## WHAT IS BEING ASKED
Starting at the line with "const SMALL_RUNTIME_SAMPLE_SIZE: usize = 15;" and going on through the line with "const SEED_MIX: u64 = 0x9E37_79B9_7F4A_7C15;", reproduce each line in the records below exactly and nothing more.

## WORKING DATA
□ □ □ □

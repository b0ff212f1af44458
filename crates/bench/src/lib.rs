use std::time::Duration;

use criterion::BenchmarkGroup;
use criterion::measurement::Measurement;
use rand::SeedableRng;
use rand::rngs::StdRng;

const SMALL_RUNTIME_SAMPLE_SIZE: usize = 15;
const SMALL_RUNTIME_WARM_UP_MS: u64 = 100;
const SMALL_RUNTIME_MEASURE_MS: u64 = 200;
const MEDIUM_RUNTIME_SAMPLE_SIZE: usize = 15;
const MEDIUM_RUNTIME_WARM_UP_MS: u64 = 500;
const MEDIUM_RUNTIME_MEASURE_MS: u64 = 1000;
const RNG_SEED: u64 = 0x5EED_2026;
const SEED_MIX: u64 = 0x9E37_79B9_7F4A_7C15;

pub fn apply_small_runtime_config<M: Measurement>(group: &mut BenchmarkGroup<'_, M>) {
    group.sample_size(SMALL_RUNTIME_SAMPLE_SIZE);
    group.warm_up_time(Duration::from_millis(SMALL_RUNTIME_WARM_UP_MS));
    group.measurement_time(Duration::from_millis(SMALL_RUNTIME_MEASURE_MS));
}

/// For workloads whose per-iteration cost grows linearly with the sequence.
pub fn apply_medium_runtime_config<M: Measurement>(group: &mut BenchmarkGroup<'_, M>) {
    group.sample_size(MEDIUM_RUNTIME_SAMPLE_SIZE);
    group.warm_up_time(Duration::from_millis(MEDIUM_RUNTIME_WARM_UP_MS));
    group.measurement_time(Duration::from_millis(MEDIUM_RUNTIME_MEASURE_MS));
}

pub fn default_rng() -> StdRng {
    StdRng::seed_from_u64(RNG_SEED)
}

/// Deterministic per-iteration rng derived from a workload seed.
pub fn iter_rng(base: u64, iter: u64) -> StdRng {
    StdRng::seed_from_u64(mix_seed(base ^ iter.wrapping_mul(SEED_MIX)))
}

pub fn seed_base(workload_id: u64, size: u64) -> u64 {
    mix_seed(RNG_SEED ^ (workload_id << 48) ^ size)
}

fn mix_seed(mut z: u64) -> u64 {
    z = (z ^ (z >> 30)).wrapping_mul(0xBF58_476D_1CE4_E5B9);
    z = (z ^ (z >> 27)).wrapping_mul(0x94D0_49BB_1331_11EB);
    z ^ (z >> 31)
}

□ □ □ □

## RESPONSE FOR THIS EXERCISE
const SMALL_RUNTIME_SAMPLE_SIZE: usize = 15;
const SMALL_RUNTIME_WARM_UP_MS: u64 = 100;
const SMALL_RUNTIME_MEASURE_MS: u64 = 200;
const MEDIUM_RUNTIME_SAMPLE_SIZE: usize = 15;
const MEDIUM_RUNTIME_WARM_UP_MS: u64 = 500;
const MEDIUM_RUNTIME_MEASURE_MS: u64 = 1000;
const RNG_SEED: u64 = 0x5EED_2026;
const SEED_MIX: u64 = 0x9E37_79B9_7F4A_7C15;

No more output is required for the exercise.